**DATASET RECORDS:**
//! Signal confirmation filter chain.
//!
//! A candidate from the order flow detector must survive, in order: the
//! regime filter (EMA band + session VWAP direction), the order book
//! imbalance filter (throttled recompute), the candlestick filter (last two
//! closed bars), and the minimum-hold filter (no instant reversals). Any
//! filter can veto; only a candidate that passes all four reaches the risk
//! manager.

use std::collections::VecDeque;

use tracing::{debug, info};

use super::bars::Bar;
use super::patterns;
use super::regime::{Regime, RegimeTracker};
use super::risk::Position;
use crate::config::EngineConfig;
use crate::types::{CandidateSignal, Side, Tick};

/// A candidate that passed every filter, ready for the risk manager.
#[derive(Debug, Clone)]
pub struct ConfirmedEntry {
    pub side: Side,
    pub price: f64,
    pub stop_loss: f64,
    pub reason: String,
}

pub struct SignalConfirmer {
    obi_throttle_ms: i64,
    obi_buy_threshold: f64,
    obi_sell_threshold: f64,
    vwap_tolerance_frac: f64,
    min_hold_ms: i64,
    stop_buffer: f64,
    regime: RegimeTracker,
    /// The two most recently closed bars, oldest first.
    recent_bars: VecDeque<Bar>,
    obi_cached: Option<f64>,
    obi_computed_at_ms: Option<i64>,
}

impl SignalConfirmer {
    pub fn new(config: &EngineConfig) -> Self {
        Self {
            obi_throttle_ms: config.obi_throttle_sec * 1000,
            obi_buy_threshold: config.obi_buy_threshold,
            obi_sell_threshold: config.obi_sell_threshold,
            vwap_tolerance_frac: config.vwap_tolerance_frac,
            min_hold_ms: config.min_hold_time_sec * 1000,
            stop_buffer: config.stop_buffer,
            regime: RegimeTracker::new(
                config.ema_period,
                config.trend_band_sigma,
                config.reversion_band_sigma,
            ),
            recent_bars: VecDeque::with_capacity(3),
            obi_cached: None,
            obi_computed_at_ms: None,
        }
    }

    pub fn on_bar_close(&mut self, bar: &Bar) {
        self.regime.on_bar_close(bar);
        self.recent_bars.push_back(bar.clone());
        while self.recent_bars.len() > 2 {
            self.recent_bars.pop_front();
        }
    }

    /// Run the filter chain. Returns the confirmed entry or `None` with the
    /// veto logged.
    pub fn confirm(
        &mut self,
        candidate: &CandidateSignal,
        tick: &Tick,
        position: Option<&Position>,
        now_ms: i64,
    ) -> Option<ConfirmedEntry> {
        let side = candidate.kind.side();

        if !self.passes_regime(side, candidate.price) {
            return None;
        }
        if !self.passes_obi(side, tick, now_ms) {
            return None;
        }
        if !self.passes_candlestick(side) {
            return None;
        }
        if !self.passes_min_hold(side, position, now_ms) {
            return None;
        }

        let stop_loss = match side {
            Side::Long => candidate.wall_price - self.stop_buffer,
            Side::Short => candidate.wall_price + self.stop_buffer,
        };

        info!(
            "CONFIRMED [{}]: {} {} @ {:.2} | Stop: {:.2}",
            candidate.instrument, candidate.kind, side, candidate.price, stop_loss
        );

        Some(ConfirmedEntry {
            side,
            price: candidate.price,
            stop_loss,
            reason: candidate.kind.to_string(),
        })
    }

    fn passes_regime(&self, side: Side, price: f64) -> bool {
        match self.regime.classify(price) {
            Regime::Skip => {
                debug!("veto: regime SKIP at {:.2}", price);
                false
            }
            Regime::Trend => {
                // With-value trades must agree with the session VWAP side.
                let Some(vwap) = self.regime.vwap() else {
                    debug!("veto: no session VWAP yet");
                    return false;
                };
                let ok = match side {
                    Side::Long => price >= vwap * (1.0 - self.vwap_tolerance_frac),
                    Side::Short => price <= vwap * (1.0 + self.vwap_tolerance_frac),
                };
                if !ok {
                    debug!(
                        "veto: TREND {} against VWAP ({:.2} vs {:.2})",
                        side, price, vwap
                    );
                }
                ok
            }
            Regime::Reversion => {
                // Stretched market: only the contrarian direction trades.
                let ema = self.regime.ema().unwrap_or(price);
                let overbought = price > ema;
                let ok = match side {
                    Side::Long => !overbought,
                    Side::Short => overbought,
                };
                if !ok {
                    debug!("veto: REVERSION rejects {} (overbought: {})", side, overbought);
                }
                ok
            }
        }
    }

    fn passes_obi(&mut self, side: Side, tick: &Tick, now_ms: i64) -> bool {
        let stale = match self.obi_computed_at_ms {
            Some(at) => now_ms - at >= self.obi_throttle_ms,
            None => true,
        };
        if stale {
            self.obi_cached = compute_obi(tick);
            self.obi_computed_at_ms = Some(now_ms);
        }

        let Some(obi) = self.obi_cached else {
            debug!("veto: no order book depth for OBI");
            return false;
        };
        let ok = match side {
            Side::Long => obi > self.obi_buy_threshold,
            Side::Short => obi < self.obi_sell_threshold,
        };
        if !ok {
            debug!("veto: OBI {:.2} rejects {}", obi, side);
        }
        ok
    }

    fn passes_candlestick(&self, side: Side) -> bool {
        if self.recent_bars.len() < 2 {
            debug!("veto: not enough closed bars for candlestick filter");
            return false;
        }
        let (Some(prev), Some(last)) = (self.recent_bars.front(), self.recent_bars.back()) else {
            return false;
        };
        let ok = match side {
            Side::Long => patterns::confirms_buy(prev, last),
            Side::Short => patterns::confirms_sell(prev, last),
        };
        if !ok {
            debug!("veto: no {} candlestick confirmation", side);
        }
        ok
    }

    fn passes_min_hold(&self, side: Side, position: Option<&Position>, now_ms: i64) -> bool {
        let Some(pos) = position else {
            return true;
        };
        if pos.side == side {
            // Same-side duplicates fall through to the risk manager's no-op.
            return true;
        }
        let held_ms = now_ms - pos.entry_ts_ms;
        if held_ms < self.min_hold_ms {
            debug!(
                "veto: reversal after {}ms, minimum hold {}ms",
                held_ms, self.min_hold_ms
            );
            return false;
        }
        true
    }
}

/// Total resting bid quantity over total resting ask quantity. `None` when
/// either side of the book is empty.
fn compute_obi(tick: &Tick) -> Option<f64> {
    let bid_qty: u64 = tick.bids.iter().map(|l| l.qty).sum();
    let ask_qty: u64 = tick.asks.iter().map(|l| l.qty).sum();
    if bid_qty == 0 || ask_qty == 0 {
        return None;
    }
    Some(bid_qty as f64 / ask_qty as f64)
}

#[cfg(test)]
mod tests {
    use super::*;
    use crate::types::{DepthLevel, SignalKind};
    use std::collections::BTreeMap;
    use uuid::Uuid;

    fn bar(start_ts_ms: i64, open: f64, high: f64, low: f64, close: f64) -> Bar {
        Bar {
            instrument: "NIFTY-FUT".to_string(),
            start_ts_ms,
            open,
            high,
            low,
            close,
            volume: 10,
            buy_volume: 5,
            sell_volume: 5,
            footprint: BTreeMap::new(),
            cvd: 0,
            trade_count: 5,
        }
    }

    /// Confirmer warmed up so a buy near 100 confirms: regime TREND around
    /// 100, bullish engulfing as the last two closed bars.
    fn buy_ready_confirmer() -> SignalConfirmer {
        let mut c = SignalConfirmer::new(&EngineConfig::default());
        for i in 0..18i64 {
            let close = if i % 2 == 0 { 99.0 } else { 101.0 };
            c.on_bar_close(&bar(i * 60_000, close, close + 0.5, close - 0.5, close));
        }
        // Bearish bar then a bullish engulfing bar.
        c.on_bar_close(&bar(18 * 60_000, 101.0, 101.5, 99.5, 100.0));
        c.on_bar_close(&bar(19 * 60_000, 99.8, 102.0, 99.5, 101.5));
        c
    }

    /// Mirror of the above for sell candidates: bearish engulfing last.
    fn sell_ready_confirmer() -> SignalConfirmer {
        let mut c = SignalConfirmer::new(&EngineConfig::default());
        for i in 0..18i64 {
            let close = if i % 2 == 0 { 99.0 } else { 101.0 };
            c.on_bar_close(&bar(i * 60_000, close, close + 0.5, close - 0.5, close));
        }
        c.on_bar_close(&bar(18 * 60_000, 99.5, 101.0, 99.3, 100.5));
        c.on_bar_close(&bar(19 * 60_000, 100.7, 101.0, 99.2, 99.4));
        c
    }

    fn candidate(kind: SignalKind, price: f64) -> CandidateSignal {
        CandidateSignal {
            instrument: "NIFTY-FUT".to_string(),
            kind,
            price,
            wall_price: 99.5,
            ts_ms: 1_200_000,
        }
    }

    fn tick_with_book(bid_qty: u64, ask_qty: u64) -> Tick {
        Tick {
            instrument: "NIFTY-FUT".to_string(),
            price: 100.0,
            qty: 10,
            ts_ms: 1_200_000,
            bids: vec![DepthLevel { price: 99.9, qty: bid_qty }],
            asks: vec![DepthLevel { price: 100.1, qty: ask_qty }],
        }
    }

    fn position(side: Side, entry_ts_ms: i64) -> Position {
        Position {
            trade_id: Uuid::new_v4(),
            side,
            entry_price: 100.0,
            entry_ts_ms,
            stop_loss: 96.0,
            take_profit: 106.0,
            quantity: 10,
            trailing_armed: false,
            initial_risk: 4.0,
        }
    }

    #[test]
    fn test_buy_confirms_through_all_filters() {
        let mut c = buy_ready_confirmer();
        let entry = c
            .confirm(
                &candidate(SignalKind::FailedAuctionBuy, 100.0),
                &tick_with_book(300, 100),
                None,
                1_200_000,
            )
            .unwrap();
        assert_eq!(entry.side, Side::Long);
        // Stop sits one buffer below the reclaimed wall.
        assert!((entry.stop_loss - 97.5).abs() < 1e-9);
    }

    #[test]
    fn test_obi_vetoes_weak_book() {
        let mut c = buy_ready_confirmer();
        // Balanced book: OBI 1.0 is under the 1.2 buy threshold.
        assert!(c
            .confirm(
                &candidate(SignalKind::FailedAuctionBuy, 100.0),
                &tick_with_book(100, 100),
                None,
                1_200_000,
            )
            .is_none());
    }

    #[test]
    fn test_obi_throttle_caches_value() {
        let mut c = buy_ready_confirmer();
        // First call computes OBI 1.0 and vetoes.
        assert!(c
            .confirm(
                &candidate(SignalKind::FailedAuctionBuy, 100.0),
                &tick_with_book(100, 100),
                None,
                1_200_000,
            )
            .is_none());
        // 200ms later the book flipped bid-heavy, but the cached value is
        // still live inside the throttle window.
        assert!(c
            .confirm(
                &candidate(SignalKind::FailedAuctionBuy, 100.0),
                &tick_with_book(500, 100),
                None,
                1_200_200,
            )
            .is_none());
        // Past the throttle the fresh book is seen.
        assert!(c
            .confirm(
                &candidate(SignalKind::FailedAuctionBuy, 100.0),
                &tick_with_book(500, 100),
                None,
                1_201_000,
            )
            .is_some());
    }

    #[test]
    fn test_candlestick_vetoes_wrong_direction() {
        // Buy-ready bars cannot confirm a sell.
        let mut c = buy_ready_confirmer();
        assert!(c
            .confirm(
                &candidate(SignalKind::FailedAuctionSell, 100.0),
                &tick_with_book(100, 300),
                None,
                1_200_000,
            )
            .is_none());
    }

    #[test]
    fn test_min_hold_blocks_fast_reversal() {
        let mut c = sell_ready_confirmer();
        // LONG opened 10s ago: the reversal is vetoed.
        let pos = position(Side::Long, 1_190_000);
        assert!(c
            .confirm(
                &candidate(SignalKind::FailedAuctionSell, 100.0),
                &tick_with_book(100, 300),
                Some(&pos),
                1_200_000,
            )
            .is_none());

        // The same candidate 70s after entry is allowed.
        let pos = position(Side::Long, 1_130_000);
        assert!(c
            .confirm(
                &candidate(SignalKind::FailedAuctionSell, 100.0),
                &tick_with_book(100, 300),
                Some(&pos),
                1_200_000,
            )
            .is_some());
    }

    #[test]
    fn test_no_bars_vetoes_everything() {
        let mut c = SignalConfirmer::new(&EngineConfig::default());
        assert!(c
            .confirm(
                &candidate(SignalKind::FailedAuctionBuy, 100.0),
                &tick_with_book(300, 100),
                None,
                1_200_000,
            )
            .is_none());
    }
}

**WHAT THIS TASK INVOLVES:** The lines to return are those in the material above that hold "after".

**TASK SOLUTION:**
                "veto: reversal after {}ms, minimum hold {}ms",
        // The same candidate 70s after entry is allowed.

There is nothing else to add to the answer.